It raised one of it’s hoofs until Angelo showed that he had noticed by following it with his eyes.

It brought it’s hoof to the ground, but stopped before actually hitting it.

Then it raised it again, only to bring it down once more.

It raised its hoof and let it fall to the ground two more times. After that came four times.

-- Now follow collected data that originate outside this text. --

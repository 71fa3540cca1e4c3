use std::sync::Arc;

use async_openai::{
    config::OpenAIConfig,
    types::{
        ChatCompletionRequestSystemMessage, ChatCompletionRequestUserMessage,
        CreateChatCompletionRequest, CreateChatCompletionRequestArgs,
        CreateChatCompletionResponse, ResponseFormat, ResponseFormatJsonSchema,
    },
    Client,
};
use async_trait::async_trait;
use tracing::debug;

use super::{get_relevance_schema, LanguageModel, ScoreResult};
use crate::error::AppError;

const RELEVANCE_SYSTEM_MESSAGE: &str = "You judge how relevant a document is to a search query. \
Use only the document title and keywords. Respond with a score between 0 and 1, the keywords \
that matched the query, and a one sentence reasoning.";

const COMPLETION_SYSTEM_MESSAGE: &str =
    "You are a careful writing assistant for a personal knowledge base.";

/// `LanguageModel` backed by the OpenAI chat completions API.
pub struct OpenAiLanguageModel {
    client: Arc<Client<OpenAIConfig>>,
    model: String,
    temperature: f32,
}

impl OpenAiLanguageModel {
    pub fn new(
        client: Arc<Client<OpenAIConfig>>,
        model: impl Into<String>,
        temperature: f32,
    ) -> Self {
        Self {
            client,
            model: model.into(),
            temperature,
        }
    }

    fn relevance_request(&self, prompt: &str) -> Result<CreateChatCompletionRequest, AppError> {
        let response_format = ResponseFormat::JsonSchema {
            json_schema: ResponseFormatJsonSchema {
                description: Some("Relevance of a document to a query".into()),
                name: "relevance_score".into(),
                schema: Some(get_relevance_schema()),
                strict: Some(true),
            },
        };

        let request = CreateChatCompletionRequestArgs::default()
            .model(&self.model)
            .temperature(self.temperature)
            .messages([
                ChatCompletionRequestSystemMessage::from(RELEVANCE_SYSTEM_MESSAGE).into(),
                ChatCompletionRequestUserMessage::from(prompt.to_owned()).into(),
            ])
            .response_format(response_format)
            .build()?;

        Ok(request)
    }

    fn completion_request(&self, prompt: &str) -> Result<CreateChatCompletionRequest, AppError> {
        let request = CreateChatCompletionRequestArgs::default()
            .model(&self.model)
            .temperature(self.temperature)
            .messages([
                ChatCompletionRequestSystemMessage::from(COMPLETION_SYSTEM_MESSAGE).into(),
                ChatCompletionRequestUserMessage::from(prompt.to_owned()).into(),
            ])
            .build()?;

        Ok(request)
    }

    async fn send(
        &self,
        request: CreateChatCompletionRequest,
    ) -> Result<CreateChatCompletionResponse, AppError> {
        Ok(self.client.chat().create(request).await?)
    }
}

fn first_content(response: &CreateChatCompletionResponse) -> Result<&str, AppError> {
    response
        .choices
        .first()
        .and_then(|choice| choice.message.content.as_deref())
        .ok_or(AppError::LLMParsing(
            "No content found in LLM response".into(),
        ))
}

#[async_trait]
impl LanguageModel for OpenAiLanguageModel {
    async fn score_relevance(&self, prompt: &str) -> Result<ScoreResult, AppError> {
        let request = self.relevance_request(prompt)?;
        let response = self.send(request).await?;
        let content = first_content(&response)?;
        debug!(model = %self.model, "received relevance judgement");

        ScoreResult::from_json(content)
    }

    async fn complete_text(&self, prompt: &str) -> Result<String, AppError> {
        let request = self.completion_request(prompt)?;
        let response = self.send(request).await?;

        first_content(&response).map(|content| content.trim().to_string())
    }
}
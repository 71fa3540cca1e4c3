use std::{sync::Arc, time::Duration};

use common::{
    error::AppError,
    utils::llm::{call_with_timeout, LanguageModel},
};
use tracing::{debug, instrument};

use crate::utils::llm_instructions::create_merge_prompt;

#[derive(Debug, Clone, Default)]
pub struct MergeRequest {
    /// Empty when the target document has no content yet.
    pub original_content: String,
    pub additional_content: String,
}

/// Folds new content into existing content with a single model call.
///
/// The merged text is returned as produced; it is not checked against either input.
#[derive(Clone)]
pub struct ContentMerger {
    model: Arc<dyn LanguageModel>,
    timeout: Duration,
}

impl ContentMerger {
    pub fn new(model: Arc<dyn LanguageModel>, timeout: Duration) -> Self {
        Self { model, timeout }
    }

    #[instrument(skip_all, fields(
        original_chars = request.original_content.chars().count(),
        additional_chars = request.additional_content.chars().count()
    ))]
    pub async fn merge_content(&self, request: &MergeRequest) -> Result<String, AppError> {
        let prompt = create_merge_prompt(&request.original_content, &request.additional_content);

        let merged = call_with_timeout(self.timeout, "content merge", self.model.complete_text(&prompt))
            .await
            .map_err(|err| AppError::ContentMerge(err.to_string()))?;

        debug!(merged_chars = merged.chars().count(), "merged content");
        Ok(merged)
    }
}
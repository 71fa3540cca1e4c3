use uuid::Uuid;

use crate::{error::AppError, storage::db::SurrealDbClient, stored_object};

use super::document::Document;

stored_object!(Corpus, "corpus", {
    title: String,
    /// Metadata-only documents, assembled on fetch and never persisted here.
    #[serde(default, skip_serializing)]
    documents: Vec<Document>
});

impl Corpus {
    pub fn new(title: String) -> Self {
        let now = Utc::now();
        Self {
            id: Uuid::new_v4().to_string(),
            created_at: now,
            updated_at: now,
            title,
            documents: Vec::new(),
        }
    }

    /// Loads the corpus together with the metadata of its documents.
    pub async fn fetch_with_documents(id: &str, db: &SurrealDbClient) -> Result<Self, AppError> {
        let mut corpus = db
            .get_item::<Self>(id)
            .await?
            .ok_or_else(|| AppError::NotFound(format!("corpus {id}")))?;

        corpus.documents = Document::list_for_corpus(id, db).await?;

        Ok(corpus)
    }
}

Square numbers,” Angelo deducted. “Maybe it wants to test if the first time wasn’t just a fluke.”

Tap.Tap.Tap.Tap.Tap.Tap.Tap.Tap.Tap.

Tap.Tap.Tap.Tap.Tap.Tap.Tap.Tap.Tap.Tap.Tap.Tap.Tap.Tap.

Angelo continued the row.

Once again the mint coloured creature raised its hoof until Angelo payed attention to it.

One tap. Two taps. Three taps. Five Taps.

Let’s see one, one plus one, one plus two, two plus three... er... three plus five.” he quickly analyzed the sequence. Now that he knew what was coming, it was relatively easy to recognize the patterns.

Eight taps, and then thirteen taps answered the clopps of the creatures hoof.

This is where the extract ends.